We have a questions and answer section, which we monitor from 8 AM to 9 PM. If a questions comes in, we have 30 minutes to answer it, which is pretty unheard of.
It’s also cool that, in general, we don’t care if you’re a customer or not. As long as you create a login for the site, if you’ve got a question, we’re gonna come and help you out. Obviously it helps if you’re a customer, because we can actually go into account and dig a little bit further for you; but the idea is, generally, just to help people out. My team does that. They all have their own unique abilities, from JavaScript development to the business side of things like email marketing stuff. It all comes in handy when you’re helping customers—sometimes it’s about development, sometimes it’s about, marketing and sometimes it’s about business. We put whatever hat on at the time.
That extends to application-based questions: support says “This isn’t hosting-related, you need to seek out a developer,” and then my guys come in and do that. That’s really a differentiator—nobody ever wants to dig through someone else’s code, except my crazy guys.
F: It’s really interesting that you guys field pretty much any kind of question that comes your way. Wouldn’t it be easier to just not answer people’s questions that aren’t hosting-related?

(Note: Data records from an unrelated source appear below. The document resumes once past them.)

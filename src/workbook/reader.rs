use crate::error::{Result, SqlSheetError};
use crate::workbook::table::{CellValue, SourceTable};
use calamine::{open_workbook, Data, Range, Reader, Xlsx, XlsxError};
use std::fs::File;
use std::io::BufReader;
use std::path::{Path, PathBuf};

/// Read access to one `.xlsx` document.
pub struct WorkbookReader {
    path: PathBuf,
    workbook: Xlsx<BufReader<File>>,
}

impl WorkbookReader {
    pub fn open<P: AsRef<Path>>(path: P) -> Result<Self> {
        let path = path.as_ref().to_path_buf();
        let workbook: Xlsx<BufReader<File>> =
            open_workbook(&path).map_err(|e: XlsxError| SqlSheetError::Workbook {
                path: path.display().to_string(),
                message: e.to_string(),
            })?;

        Ok(Self { path, workbook })
    }

    pub fn path(&self) -> &Path {
        &self.path
    }

    /// Sheet names in workbook order.
    pub fn sheet_names(&self) -> Vec<String> {
        self.workbook.sheet_names().to_vec()
    }

    /// Reads `sheet_name` into a table. The first row of the used range is the header.
    pub fn read_table(&mut self, sheet_name: &str) -> Result<SourceTable> {
        let range = self
            .workbook
            .worksheet_range(sheet_name)
            .map_err(|e| SqlSheetError::Workbook {
                path: self.path.display().to_string(),
                message: format!("sheet '{}': {}", sheet_name, e),
            })?;

        Ok(table_from_range(&range))
    }
}

fn table_from_range(range: &Range<Data>) -> SourceTable {
    let mut rows = range.rows();

    let headers = match rows.next() {
        Some(header_row) => header_row.iter().map(header_text).collect(),
        None => return SourceTable::default(),
    };

    let data_rows = rows
        .map(|row| row.iter().map(cell_value).collect())
        .collect();

    SourceTable::from_rows(headers, data_rows)
}

fn header_text(cell: &Data) -> String {
    match cell {
        Data::Empty => String::new(),
        other => other.to_string(),
    }
}

fn cell_value(cell: &Data) -> CellValue {
    match cell {
        Data::String(text) => CellValue::Text(text.clone()),
        Data::Int(number) => CellValue::Number(*number as f64),
        Data::Float(number) => CellValue::Number(*number),
        Data::Bool(flag) => CellValue::Bool(*flag),
        Data::Empty => CellValue::Empty,
        other => CellValue::Other(other.to_string()),
    }
}

#[cfg(test)]
mod tests {
    use super::*;
    use calamine::CellErrorType;
    use tempfile::TempDir;

    #[test]
    fn test_cell_conversion() {
        assert_eq!(cell_value(&Data::String("x".into())), CellValue::text("x"));
        assert_eq!(cell_value(&Data::Int(3)), CellValue::Number(3.0));
        assert_eq!(cell_value(&Data::Float(1.5)), CellValue::Number(1.5));
        assert_eq!(cell_value(&Data::Bool(true)), CellValue::Bool(true));
        assert_eq!(cell_value(&Data::Empty), CellValue::Empty);
        assert!(matches!(
            cell_value(&Data::Error(CellErrorType::Div0)),
            CellValue::Other(_)
        ));
    }

    #[test]
    fn test_table_from_range() {
        let mut range: Range<Data> = Range::new((0, 0), (2, 1));
        range.set_value((0, 0), Data::String(" Item Name".into()));
        range.set_value((0, 1), Data::String("SQL".into()));
        range.set_value((1, 0), Data::String("GetTotals".into()));
        range.set_value((1, 1), Data::String("SELECT 1;".into()));
        range.set_value((2, 1), Data::Float(4.0));

        let table = table_from_range(&range);
        assert_eq!(table.headers, vec!["Item Name", "SQL"]);
        assert_eq!(table.len(), 2);
        assert_eq!(table.rows[1].get("Item Name"), Some(&CellValue::Empty));
        assert_eq!(table.rows[1].get("SQL"), Some(&CellValue::Number(4.0)));
    }

    #[test]
    fn test_empty_range() {
        let range: Range<Data> = Range::empty();
        let table = table_from_range(&range);
        assert!(table.headers.is_empty());
        assert!(table.is_empty());
    }

    #[test]
    fn test_open_rejects_non_workbook() {
        let temp_dir = TempDir::new().unwrap();
        let path = temp_dir.path().join("broken.xlsx");
        std::fs::write(&path, "not a zip archive").unwrap();

        let result = WorkbookReader::open(&path);
        assert!(matches!(result, Err(SqlSheetError::Workbook { .. })));
    }

    #[test]
    fn test_open_and_read_saved_workbook() {
        let temp_dir = TempDir::new().unwrap();
        let path = temp_dir.path().join("Sales.xlsx");

        let mut workbook = rust_xlsxwriter::Workbook::new();
        let worksheet = workbook.add_worksheet();
        worksheet.set_name("SQL Statements").unwrap();
        worksheet.write_string(0, 0, "Item Name").unwrap();
        worksheet.write_string(0, 1, "SQL").unwrap();
        worksheet.write_string(1, 0, "GetTotals").unwrap();
        worksheet.write_string(1, 1, "SELECT 1;").unwrap();
        workbook.save(&path).unwrap();

        let mut reader = WorkbookReader::open(&path).unwrap();
        assert_eq!(reader.path(), path.as_path());
        assert_eq!(reader.sheet_names(), vec!["SQL Statements".to_string()]);

        let table = reader.read_table("SQL Statements").unwrap();
        assert_eq!(table.len(), 1);
        assert_eq!(table.rows[0].get("SQL"), Some(&CellValue::text("SELECT 1;")));
    }
}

T: The easy answer would be, “We’re a hosting company; we’re not going to tell you how to set up and run your e-commerce business.” The hard answer is, “We want to help you do that,” because we believe that our success is rooted in theirs. If they’re successful, they’re going to remember that, and as they grow so will their hosting infrastructure.
So if you need help, don’t be shy, visit our customer support center. We’re here to help you, whether you’re a customer or not. We want to thrill you.
F: It’s great to talk to you, Tim.
T: Absolutely, I’m glad I could. Thanks a lot, guys.